Logistical expertise
Giap's skills lay less in military tactics than in logistics and politics. His diplomatic skills kept open supply lines from China and the Soviet Union, while at home he organised the movement of troops and material down the Ho Chi Minh Trail, a vast web of tracks stretching into Laos and Cambodia.
In January 1968, tens of thousands of communist troops launched the Tet offensive. The Viet Cong took over the former imperial capital of Hue. In Hanoi, the leadership had expected the South Vietnamese to rise up but instead the VC suffered a huge military defeat in which their troops and command structures were nearly wiped out.
The offensive was a severe military setback, but the North did win a psychological victory. Dramatic news coverage of the offensive in the US challenged claims in Washington that an end to the war was in sight. Support for the conflict and for then US president Lyndon B Johnson slumped. Once again, Giap had suffered enormous losses but managed to declare victory.
In December 1978, against Giap's advice, Vietnam invaded Cambodia to oust the Khmer Rouge. Although the initial victory was rapid, the Vietnamese became bogged down in a guerrilla war against the Khmer Rouge that would last more than 10 years.

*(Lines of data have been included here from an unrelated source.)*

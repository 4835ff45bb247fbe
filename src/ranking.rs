//! Exponential time decay applied uniformly to keyword relevance scores.

/// Half-life of the recency boost, in days.
pub const HALF_LIFE_DAYS: f64 = 7.0;

/// Weight of the relevance score in the final blend.
pub const RELEVANCE_WEIGHT: f64 = 0.85;

/// Weight of the recency boost in the final blend.
pub const RECENCY_WEIGHT: f64 = 0.15;

/// Recency boost in `(0, 1]`: 1.0 for content updated `now`, halving every
/// [`HALF_LIFE_DAYS`].
pub fn recency_boost(updated_at: i64, now: i64) -> f64 {
    let age_days = (now - updated_at).max(0) as f64 / 86_400.0;
    let decay_rate = std::f64::consts::LN_2 / HALF_LIFE_DAYS;
    (-decay_rate * age_days).exp()
}

/// Blend a relevance score with a recency boost.
pub fn blend(relevance: f64, boost: f64) -> f64 {
    RELEVANCE_WEIGHT * relevance + RECENCY_WEIGHT * boost
}

#[allow(clippy::unwrap_used, clippy::expect_used)]
#[cfg(test)]
mod tests {
    use super::*;

    const DAY: i64 = 86_400;

    #[test]
    fn test_fresh_content_boost_is_one() {
        assert!((recency_boost(1_000, 1_000) - 1.0).abs() < 1e-9);
    }

    #[test]
    fn test_half_life() {
        let boost = recency_boost(0, 7 * DAY);
        assert!((boost - 0.5).abs() < 1e-9);
    }

    #[test]
    fn test_boost_monotonically_decreases_with_age() {
        let now = 100 * DAY;
        let newer = recency_boost(now - DAY, now);
        let older = recency_boost(now - 10 * DAY, now);
        assert!(newer > older);
    }

    #[test]
    fn test_future_timestamps_clamp_to_now() {
        assert!((recency_boost(2 * DAY, DAY) - 1.0).abs() < 1e-9);
    }

    #[test]
    fn test_blend_weights() {
        assert!((blend(1.0, 0.0) - 0.85).abs() < 1e-9);
        assert!((blend(0.0, 1.0) - 0.15).abs() < 1e-9);
    }
}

For most of the 1980s, Giap was a political outcast. He did, however, command loyalty in the military, but he resisted calls from army officers to use his popularity to take over and initiate sweeping changes to the economy and political ystem. He spent his retirement travelling and meeting foreign dignitaries.
Giap’s first wife, Quang Thai, with whom he had a daughter, died in prison during the war with the French. In 1946, he married Dang Bich Ha. They had two sons and two daughters.